Officials blame the surge on the highly infectious Delta variant and tepid demand for vaccinations.
The Kremlin insisted on Friday that the authorities are not discussing another lockdown. Kremlin spokesman Dmitry Peskov admitted that the situation with the coronavirus remains “tense” in a number of regions, but said “no one wants any lockdowns”.
Moscow, the worst-hit region throughout Russia’s pandemic, reported 7,446 cases on Saturday, while St Petersburg – which hosted a Euro 2020 quarter-final between Spain and Switzerland on Friday night – reported 1,733 cases and 110 deaths. Pictures from the city’s fan zones showed many people without the mandatory covering of mouth and nose.
Russia had hoped its vaccination campaign would tamp down a new wave, but it has met with widespread scepticism and a sluggish rollout, with only 16 percent of the 146 million population jabbed.
Spooked by the new surge in cases, officials have imposed an array of measures to compel or encourage people to get vaccinated.
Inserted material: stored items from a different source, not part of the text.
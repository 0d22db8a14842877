use crate::builtins::prelude::*;

pub struct Jobs;

impl BuiltinCommand for Jobs {
    const NAME: &'static str = super::JOBS_NAME;

    const HELP: &'static str = "\
jobs: jobs
    List the tracked background jobs, one per line, as
    [index] pid command. Indices are positional and shift when a job
    is removed.";

    fn run(shell: &mut Shell, _args: Vec<String>, stdout: &mut dyn Write) -> Result<()> {
        if shell.jobs().is_empty() {
            writeln!(stdout, "No background jobs.").context(ErrorKind::Io)?;
            return Ok(());
        }

        for (index, job) in shell.jobs().iter() {
            writeln!(stdout, "[{}] {}", index, job).context(ErrorKind::Io)?;
        }
        Ok(())
    }
}

pub struct Fg;

impl BuiltinCommand for Fg {
    const NAME: &'static str = super::FG_NAME;

    const HELP: &'static str = "\
fg: fg <index>
    Wait for the background job at INDEX to finish, then stop tracking
    it.";

    fn run(shell: &mut Shell, args: Vec<String>, _stdout: &mut dyn Write) -> Result<()> {
        let arg = args
            .first()
            .ok_or_else(|| Error::builtin_command("fg: usage: fg <index>", 2))?;
        let index = arg.parse::<usize>().map_err(|_| {
            Error::builtin_command(format!("fg: {}: invalid job index", arg), 1)
        })?;

        shell.jobs_mut().bring_to_foreground(index)?;
        Ok(())
    }
}
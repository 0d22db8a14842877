#[macro_use]
extern crate log;

use std::path::PathBuf;
use std::process::{self, ExitStatus};

use docopt::Docopt;
use serde::Deserialize;

use ccsh::errors::{Error, Result};
use ccsh::{CcshExitStatusExt, Shell, ShellConfig};

const COMMAND_HISTORY_CAPACITY: usize = 10;
const LOG_FILE_NAME: &str = ".ccsh_log";

const USAGE: &str = "
ccsh.

Usage:
    ccsh [options]
    ccsh [options] -c <command>
    ccsh [options] <file>
    ccsh (-h | --help)
    ccsh --version

Options:
    -h --help       Show this screen.
    --version       Show version.
    -c              If the -c option is present, then commands are read from the first non-option
                        argument command_string.
    --log=<path>    File to write log to, defaults to ~/.ccsh_log
";

/// Docopts input arguments.
#[derive(Debug, Deserialize)]
struct Args {
    arg_command: Option<String>,
    arg_file: Option<String>,
    flag_version: bool,
    flag_c: bool,
    flag_log: Option<String>,
}

fn main() {
    let args: Args = Docopt::new(USAGE)
        .and_then(|d| d.deserialize())
        .unwrap_or_else(|e| e.exit());

    init_logger(&args.flag_log);
    debug!("{:?}", args);

    if args.flag_version {
        println!("ccsh version {}", env!("CARGO_PKG_VERSION"));
    } else if args.flag_c || args.arg_file.is_some() {
        execute_from_command_string_or_file(&args);
    } else {
        execute_from_stdin();
    }
}

fn init_logger(path: &Option<String>) {
    let log_path = match path.clone().map(PathBuf::from).or_else(default_log_path) {
        Some(path) => path,
        None => return,
    };

    let log_file = match fern::log_file(&log_path) {
        Ok(file) => file,
        Err(e) => {
            eprintln!("ccsh: unable to open log file {}: {}", log_path.display(), e);
            return;
        }
    };

    let pid = process::id();
    let result = fern::Dispatch::new()
        .format(move |out, message, record| {
            out.finish(format_args!(
                "{} [{}] {}: {}",
                pid,
                record.level(),
                record.target(),
                message
            ))
        })
        .level(log::LevelFilter::Debug)
        .chain(log_file)
        .apply();
    if let Err(e) = result {
        eprintln!("ccsh: failed to initialize logger: {}", e);
    }
}

fn default_log_path() -> Option<PathBuf> {
    dirs::home_dir().map(|home| home.join(LOG_FILE_NAME))
}

fn execute_from_command_string_or_file(args: &Args) -> ! {
    let shell_config = ShellConfig::noninteractive();
    let mut shell = Shell::new(shell_config).unwrap_or_else(|e| display_error_and_exit(&e));

    let result = if let Some(ref command) = args.arg_command {
        shell.execute_command_string(command)
    } else if let Some(ref file_path) = args.arg_file {
        shell.execute_commands_from_file(file_path)
    } else {
        unreachable!();
    };

    exit(result, &mut shell);
}

fn execute_from_stdin() -> ! {
    let shell_config = ShellConfig::interactive(COMMAND_HISTORY_CAPACITY);
    let mut shell = Shell::new(shell_config).unwrap_or_else(|e| display_error_and_exit(&e));
    shell.execute_from_stdin();
    shell.exit(None)
}

fn display_error_and_exit(error: &Error) -> ! {
    error!("failed to create shell: {}", error);
    eprintln!("ccsh: {}", error.display_chain());
    process::exit(ExitStatus::from_failure().code().unwrap_or(1));
}

fn exit(result: Result<()>, shell: &mut Shell) -> ! {
    if let Err(e) = result {
        eprintln!("ccsh: {}", e.display_chain());
        shell.exit(Some(ExitStatus::from_failure()));
    } else {
        shell.exit(None);
    }
}
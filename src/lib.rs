//! Ccsh - a small interactive shell
//!
//! The shell reads one line at a time, expands aliases and glob patterns,
//! handles a fixed set of builtins and hands everything else to the process
//! launcher, optionally tracking the spawned process as a background job.

#![deny(
    missing_debug_implementations,
    trivial_casts,
    trivial_numeric_casts,
    unused_import_braces
)]

#[macro_use]
extern crate log;

#[macro_use]
mod macros;

pub mod alias;
mod builtins;
mod editor;
pub mod errors;
pub mod execute_command;
pub mod expansion;
pub mod jobs;
pub mod parse;
mod shell;
mod util;

pub use crate::shell::{Shell, ShellConfig};
pub use crate::util::CcshExitStatusExt;
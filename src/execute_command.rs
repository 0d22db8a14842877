//! Process launcher.
//!
//! Turns a finalized, glob-expanded invocation into a child process with its
//! standard input and output remapped per the redirection directives. Stderr
//! is never redirected; it always passes through to the shell's own stderr.

use std::fs::{File, OpenOptions};
use std::io;
use std::os::unix::process::CommandExt;
use std::process::{Child, Command, Stdio};

use failure::Fail;
use nix::sys::signal::{self, SigHandler, Signal};

use crate::errors::{Error, ErrorKind, Result};
use crate::parse::Invocation;

/// Spawns the external program named by `invocation.argv[0]`, searching
/// `$PATH` for unqualified names.
///
/// Redirection files are opened in the parent before the process is created:
/// an open failure is reported and nothing spawns, the parent-side equivalent
/// of the classic open-in-the-child-then-exit-nonzero sequence. The child
/// resets `SIGINT` to its default disposition before the program image is
/// replaced, so a foreground child is interruptible independently of the
/// shell's own handling.
///
/// The caller decides what to do with the returned `Child`: wait on it for a
/// foreground invocation, or register its pid as a background job.
pub fn spawn_process(invocation: &Invocation) -> Result<Child> {
    assert!(!invocation.argv.is_empty());

    let program = &invocation.argv[0];
    let mut command = Command::new(program);
    command.args(&invocation.argv[1..]);

    if let Some(ref infile) = invocation.infile {
        let file = File::open(infile).map_err(|e| io_error(e))?;
        command.stdin(Stdio::from(file));
    }

    if let Some(ref outfile) = invocation.outfile {
        let mut options = OpenOptions::new();
        options.write(true).create(true);
        if invocation.append {
            options.append(true);
        } else {
            options.truncate(true);
        }
        let file = options.open(outfile).map_err(|e| io_error(e))?;
        command.stdout(Stdio::from(file));
    }

    // allowed: resetting signal dispositions between fork and exec
    unsafe {
        command.pre_exec(reset_interrupt_disposition);
    }

    let child = command.spawn().map_err(|e| {
        if e.kind() == io::ErrorKind::NotFound {
            Error::command_not_found(program)
        } else {
            io_error(e)
        }
    })?;
    debug!("spawned {} as pid {}", program, child.id());

    Ok(child)
}

fn reset_interrupt_disposition() -> io::Result<()> {
    unsafe { signal::signal(Signal::SIGINT, SigHandler::SigDfl) }
        .map(|_| ())
        .map_err(|e| io::Error::new(io::ErrorKind::Other, e))
}

fn io_error(e: io::Error) -> Error {
    e.context(ErrorKind::Io).into()
}
use std::env;
use std::ffi::OsString;
use std::fs;
use std::os::unix::fs::PermissionsExt;
use std::path::PathBuf;

use crate::builtins::prelude::*;

pub struct Path;

impl BuiltinCommand for Path {
    const NAME: &'static str = super::PATH_NAME;

    const HELP: &'static str = "\
path: path
    Print each directory on the executable search path, one per line.";

    fn run(_shell: &mut Shell, _args: Vec<String>, stdout: &mut dyn Write) -> Result<()> {
        let path_var = env::var_os("PATH").unwrap_or_default();
        for dir in env::split_paths(&path_var) {
            writeln!(stdout, "{}", dir.display()).context(ErrorKind::Io)?;
        }
        Ok(())
    }
}

pub struct Which;

impl BuiltinCommand for Which {
    const NAME: &'static str = super::WHICH_NAME;

    const HELP: &'static str = "\
which: which <name>
    Print the full path NAME resolves to on the executable search path.";

    fn run(_shell: &mut Shell, args: Vec<String>, stdout: &mut dyn Write) -> Result<()> {
        let name = args
            .first()
            .ok_or_else(|| Error::builtin_command("which: usage: which <name>", 2))?;

        match search_path(name, env::var_os("PATH")) {
            Some(path) => {
                writeln!(stdout, "{}", path.display()).context(ErrorKind::Io)?;
                Ok(())
            }
            None => Err(Error::builtin_command(
                format!("which: {}: not found", name),
                1,
            )),
        }
    }
}

/// Returns the first directory of `path_var` containing an executable file
/// named `name`, joined with the name.
fn search_path(name: &str, path_var: Option<OsString>) -> Option<PathBuf> {
    let path_var = path_var?;
    env::split_paths(&path_var)
        .map(|dir| dir.join(name))
        .find(|candidate| is_executable(candidate))
}

fn is_executable(path: &std::path::Path) -> bool {
    fs::metadata(path)
        .map(|m| m.is_file() && m.permissions().mode() & 0o111 != 0)
        .unwrap_or(false)
}

#[cfg(test)]
mod tests {
    use super::*;
    use std::fs::File;
    use tempdir::TempDir;

    fn make_executable(path: &std::path::Path) {
        File::create(path).unwrap();
        let mut perms = fs::metadata(path).unwrap().permissions();
        perms.set_mode(0o755);
        fs::set_permissions(path, perms).unwrap();
    }

    #[test]
    fn finds_name_in_single_directory() {
        let first = TempDir::new("ccsh-which").unwrap();
        let second = TempDir::new("ccsh-which").unwrap();
        make_executable(&second.path().join("tool"));

        let path_var = env::join_paths(vec![first.path(), second.path()]).unwrap();
        let found = search_path("tool", Some(path_var)).unwrap();
        assert_eq!(found, second.path().join("tool"));
    }

    #[test]
    fn earlier_directories_win() {
        let first = TempDir::new("ccsh-which").unwrap();
        let second = TempDir::new("ccsh-which").unwrap();
        make_executable(&first.path().join("tool"));
        make_executable(&second.path().join("tool"));

        let path_var = env::join_paths(vec![first.path(), second.path()]).unwrap();
        let found = search_path("tool", Some(path_var)).unwrap();
        assert_eq!(found, first.path().join("tool"));
    }

    #[test]
    fn absent_name_is_none() {
        let dir = TempDir::new("ccsh-which").unwrap();
        let path_var = env::join_paths(vec![dir.path()]).unwrap();
        assert!(search_path("missing", Some(path_var)).is_none());
        assert!(search_path("missing", None).is_none());
    }

    #[test]
    fn non_executable_files_are_skipped() {
        let dir = TempDir::new("ccsh-which").unwrap();
        let path = dir.path().join("data");
        File::create(&path).unwrap();
        let mut perms = fs::metadata(&path).unwrap().permissions();
        perms.set_mode(0o644);
        fs::set_permissions(&path, perms).unwrap();

        let path_var = env::join_paths(vec![dir.path()]).unwrap();
        assert!(search_path("data", Some(path_var)).is_none());
    }
}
In Moscow, which has not had a strict lockdown since last summer, officials have now banned people from going to cafes, bars and restaurants unless they can show proof of vaccination, immunity or a negative test.
Moscow Mayor Sergei Sobyanin told residents more than 2.7 million people have now received at least one vaccine dose. He said 60,000 to 70,000 people were being vaccinated on a daily basis and said he hoped that the number of people who have had a first dose would reach three million next week.
At one site in the capital, 21-year-old student Svetlana Stepereva told the AFP news agency she had been queueing to get the COVID-19 vaccine shot for about two hours.
“I want to get a jab and feel safe,” she said.